Die Lage. Wenige Tage vor dem Nato-Gipfel in Ankara kreisen bereits die Überlegungen der Beteiligten um den US-Präsidenten. Und auch Putin und Selenskij riefen Trump am Wochenende nacheinander an. Der Vorwand: Sie gratulierten zum 250-jährigen Jubiläum der Vereinigten Staaten. Der wahre Grund: Sie wollten Trump ihre Sicht auf die Lage an der Front nahebringen.
Putin will die USA wieder als Vermittler gewinnen, wie ein Kreml-Sprecher sagte. Seine Aussage ließ indes keine Veränderung russischer Positionen erkennen. Mit Selenskij will Trump Regierungskreisen zufolge am Rande des Nato-Gipfels zusammenkommen. Die Ukraine setzt auf ihre Zermürbungstaktik: 194 Mal trafen ihre Drohnen 2026 bisher russische Raffinerien, laut Financial Times elfmal so oft wie im Vorjahreszeitraum.
Das müssen Sie heute wissen: Für die europäischen Nato-Mitglieder geht es in Ankara darum, Trump bei der Stange zu halten. Trump setzt mit einer Reihe anklagender, nicht zwingend faktentreuer Posts auf Truth Social bereits den Ton: die Verbündeten und speziell Deutschland geben angeblich immer noch zu wenig für die Rüstung aus, und sie ließen die USA beim Iran-Krieg im Stich.

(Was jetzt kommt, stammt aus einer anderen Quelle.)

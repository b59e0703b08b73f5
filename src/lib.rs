//! Minimal webhook receiver for S3/Lambda event notifications.
//!
//! Two routes:
//! - `GET /health`: liveness probe, always `{"status": "ok"}`
//! - `POST /s3-event`: records any JSON body to an [`EventSink`](sink::EventSink)
//!   and echoes it back as `{"status": "received", "data": <body>}`
//!
//! [`app`] assembles the full service (routes plus middleware); the binary
//! only adds tracing setup, the listener and signal handling.

use std::sync::Arc;

use axum::{extract::DefaultBodyLimit, middleware, Router};
use tower_http::{
    timeout::TimeoutLayer,
    trace::{DefaultMakeSpan, DefaultOnResponse, TraceLayer},
};

pub mod api;
pub mod config;
pub mod error;
pub mod healthcheck;
pub mod models;
pub mod sink;
pub mod state;
pub mod telemetry;

pub use config::Config;
pub use error::AppError;
pub use state::AppState;

/// Build the complete HTTP service for `state`.
///
/// Layer order, outermost first: HTTP trace span, request timeout, request ID,
/// body size limit.
pub fn app(state: Arc<AppState>) -> Router {
    let server = &state.config.server;
    let body_limit = server.max_body_bytes;
    let timeout = server.request_timeout();

    api::router(Arc::clone(&state))
        .layer(DefaultBodyLimit::max(body_limit))
        .layer(middleware::from_fn(api::request_id::request_id_middleware))
        .layer(TimeoutLayer::new(timeout))
        .layer(
            TraceLayer::new_for_http()
                .make_span_with(DefaultMakeSpan::new().level(tracing::Level::INFO))
                .on_response(DefaultOnResponse::new().level(tracing::Level::INFO)),
        )
}
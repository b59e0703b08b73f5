//! Wire types for the two endpoints and the record handed to event sinks.

use chrono::{DateTime, Utc};
use serde::{Deserialize, Serialize};
use serde_json::Value;

/// Body of `GET /health`.
#[derive(Debug, Clone, Serialize, Deserialize, PartialEq, Eq)]
pub struct HealthStatus {
    pub status: String,
}

impl HealthStatus {
    pub fn ok() -> Self {
        Self {
            status: "ok".into(),
        }
    }
}

/// Body of a successful `POST /s3-event`: the payload echoed back verbatim.
#[derive(Debug, Clone, Serialize, Deserialize, PartialEq)]
pub struct Ack {
    pub status: String,
    pub data: Value,
}

impl Ack {
    pub fn received(data: Value) -> Self {
        Self {
            status: "received".into(),
            data,
        }
    }
}

/// An accepted event as seen by an [`EventSink`](crate::sink::EventSink).
///
/// The payload is opaque; no S3 notification schema is assumed.
#[derive(Debug, Clone, Serialize, Deserialize, PartialEq)]
pub struct ReceivedEvent {
    /// `x-request-id` of the request that delivered the event, when known.
    pub request_id: Option<String>,
    pub received_at: DateTime<Utc>,
    pub payload: Value,
}

impl ReceivedEvent {
    pub fn new(request_id: Option<String>, payload: Value) -> Self {
        Self {
            request_id,
            received_at: Utc::now(),
            payload,
        }
    }
}
//! Self-probe used by `s3-event-receiver --healthcheck`.
//!
//! Lets a container HEALTHCHECK hit `/health` without shipping curl or wget
//! in the image.

use std::time::Duration;

use anyhow::Context;

use crate::config::{Config, DEFAULT_PORT};

const PROBE_TIMEOUT: Duration = Duration::from_secs(3);

/// Health URL of a receiver listening on loopback at `port`.
pub fn local_url(port: u16) -> String {
    format!("http://127.0.0.1:{port}/health")
}

/// Port the local instance listens on, resolved the same way the server
/// resolves it (config file, then `RECEIVER_PORT`).
///
/// Falls back to [`DEFAULT_PORT`] when the configuration cannot be loaded, so
/// the probe still has somewhere to go.
pub fn local_port() -> u16 {
    port_from(Config::from_env().map(|(config, _)| config))
}

fn port_from(config: anyhow::Result<Config>) -> u16 {
    match config {
        Ok(config) => config.server.port,
        Err(_) => DEFAULT_PORT,
    }
}

/// GET `url` and report whether it answered with a 2xx status.
///
/// Connection failures and timeouts are errors, not `Ok(false)`.
pub async fn probe(url: &str) -> anyhow::Result<bool> {
    let client = reqwest::Client::builder()
        .timeout(PROBE_TIMEOUT)
        .build()
        .context("building probe client")?;
    let resp = client
        .get(url)
        .send()
        .await
        .with_context(|| format!("GET {url}"))?;
    Ok(resp.status().is_success())
}
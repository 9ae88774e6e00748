//! Tool-call interception and dispatch
//!
//! The remote engine asks for content or images through function calls. Each
//! batch runs on its own task: every invocation is announced in the history,
//! executed, and answered with exactly one correlated tool response, whether
//! it succeeded, failed or named a tool we do not have.

mod gemini;

use std::sync::Arc;

use serde_json::json;
use tokio::sync::mpsc;

use crate::history::Message;
use crate::live::{FunctionCall, FunctionDeclaration, FunctionResponse, LiveSender};

pub use gemini::{
    ContentGenerator, GeminiClient, GeminiModels, GeneratedImage, GenerationError,
    GEMINI_API_BASE,
};

pub const GENERATE_CONTENT: &str = "generateContent";
pub const GENERATE_IMAGE: &str = "generateImage";

/// Declarations sent with the session setup
pub fn declarations() -> Vec<FunctionDeclaration> {
    vec![
        FunctionDeclaration {
            name: GENERATE_CONTENT.to_string(),
            description: "Generate written content such as text, lists or code and show it \
                          to the user."
                .to_string(),
            parameters: prompt_schema("What to write"),
        },
        FunctionDeclaration {
            name: GENERATE_IMAGE.to_string(),
            description: "Generate an image and show it to the user.".to_string(),
            parameters: prompt_schema("Description of the image"),
        },
    ]
}

fn prompt_schema(description: &str) -> serde_json::Value {
    json!({
        "type": "OBJECT",
        "properties": {
            "prompt": { "type": "STRING", "description": description }
        },
        "required": ["prompt"]
    })
}

/// A parsed invocation. Anything we cannot run is `Unknown`.
#[derive(Debug, Clone, PartialEq, Eq)]
pub enum ToolCall {
    GenerateContent { prompt: String },
    GenerateImage { prompt: String },
    Unknown { name: String },
}

impl ToolCall {
    pub fn parse(name: &str, args: &serde_json::Value) -> Self {
        let prompt = args
            .get("prompt")
            .and_then(|p| p.as_str())
            .map(str::trim)
            .filter(|p| !p.is_empty())
            .map(str::to_string);

        match (name, prompt) {
            (GENERATE_CONTENT, Some(prompt)) => ToolCall::GenerateContent { prompt },
            (GENERATE_IMAGE, Some(prompt)) => ToolCall::GenerateImage { prompt },
            _ => ToolCall::Unknown {
                name: name.to_string(),
            },
        }
    }
}

/// Progress reported back to the controller loop
#[derive(Debug, Clone, PartialEq)]
pub enum ToolUpdate {
    /// Brackets a whole batch
    Thinking(bool),
    Append(Message),
    Completed { id: String, ok: bool },
}

/// Sends `Thinking(false)` when the batch ends, however it ends.
struct ThinkingGuard<'a>(&'a mpsc::UnboundedSender<ToolUpdate>);

impl<'a> ThinkingGuard<'a> {
    fn begin(updates: &'a mpsc::UnboundedSender<ToolUpdate>) -> Self {
        let _ = updates.send(ToolUpdate::Thinking(true));
        Self(updates)
    }
}

impl Drop for ThinkingGuard<'_> {
    fn drop(&mut self) {
        let _ = self.0.send(ToolUpdate::Thinking(false));
    }
}

pub struct ToolCallDispatcher {
    generator: Arc<dyn ContentGenerator>,
    sender: LiveSender,
    updates: mpsc::UnboundedSender<ToolUpdate>,
}

impl ToolCallDispatcher {
    pub fn new(
        generator: Arc<dyn ContentGenerator>,
        sender: LiveSender,
        updates: mpsc::UnboundedSender<ToolUpdate>,
    ) -> Self {
        Self {
            generator,
            sender,
            updates,
        }
    }

    /// Run every call of one batch, in order.
    pub async fn dispatch(&self, calls: Vec<FunctionCall>) {
        let _thinking = ThinkingGuard::begin(&self.updates);
        log::info!("Tool batch: {} call(s)", calls.len());

        for call in calls {
            self.invoke(call).await;
        }
    }

    /// Run one call and send its response. Returns whether it succeeded.
    pub async fn invoke(&self, call: FunctionCall) -> bool {
        let tool = ToolCall::parse(&call.name, &call.args);
        log::info!("Tool call {}: {:?}", call.id, tool);

        let (ok, result) = match tool {
            ToolCall::GenerateContent { prompt } => {
                self.append(Message::user_text(format!("Generate content: {}", prompt)));
                match self.generator.generate_content(&prompt).await {
                    Ok(text) => {
                        self.append(Message::model_content(text));
                        (true, "Content generated and shown to the user.".to_string())
                    }
                    Err(e) => {
                        log::warn!("Tool call {}: content generation failed: {}", call.id, e);
                        self.append(Message::model_text(
                            "Sorry, I couldn't generate that content. Please try again.",
                        ));
                        (false, format!("Failed to generate content: {}", e))
                    }
                }
            }
            ToolCall::GenerateImage { prompt } => {
                self.append(Message::user_text(format!("Generate an image: {}", prompt)));
                match self.generator.generate_image(&prompt).await {
                    Ok(image) => {
                        self.append(Message::model_image(image.data_url()));
                        (true, "Image generated and shown to the user.".to_string())
                    }
                    Err(e) => {
                        log::warn!("Tool call {}: image generation failed: {}", call.id, e);
                        self.append(Message::model_text(
                            "Sorry, I couldn't generate that image. Please try again.",
                        ));
                        (false, format!("Failed to generate image: {}", e))
                    }
                }
            }
            ToolCall::Unknown { name } => {
                log::warn!("Tool call {}: unknown or malformed tool {:?}", call.id, name);
                (false, format!("Unknown tool: {}", name))
            }
        };

        let response = FunctionResponse::new(call.id.clone(), call.name, result);
        if let Err(e) = self.sender.send_tool_response(response).await {
            // Channel already torn down
            log::debug!("Tool call {}: response not delivered: {}", call.id, e);
        }

        let _ = self.updates.send(ToolUpdate::Completed { id: call.id, ok });
        ok
    }

    fn append(&self, message: Message) {
        let _ = self.updates.send(ToolUpdate::Append(message));
    }
}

Die Europäer suchen nach einer Strategie, mit der sich ein US-Rückzug verhindern lässt. Dazu traf sich Merz im Kanzleramt mit den E5-Staaten Italien, Frankreich, Großbritannien und Polen und empfing die Staats- und Regierungschefs der drei baltischen Staaten. Denn egal, wie wenig verlässlich ein Nato-Bekenntnis Trumps sein mag: Es wäre allemal besser als kein Bekenntnis.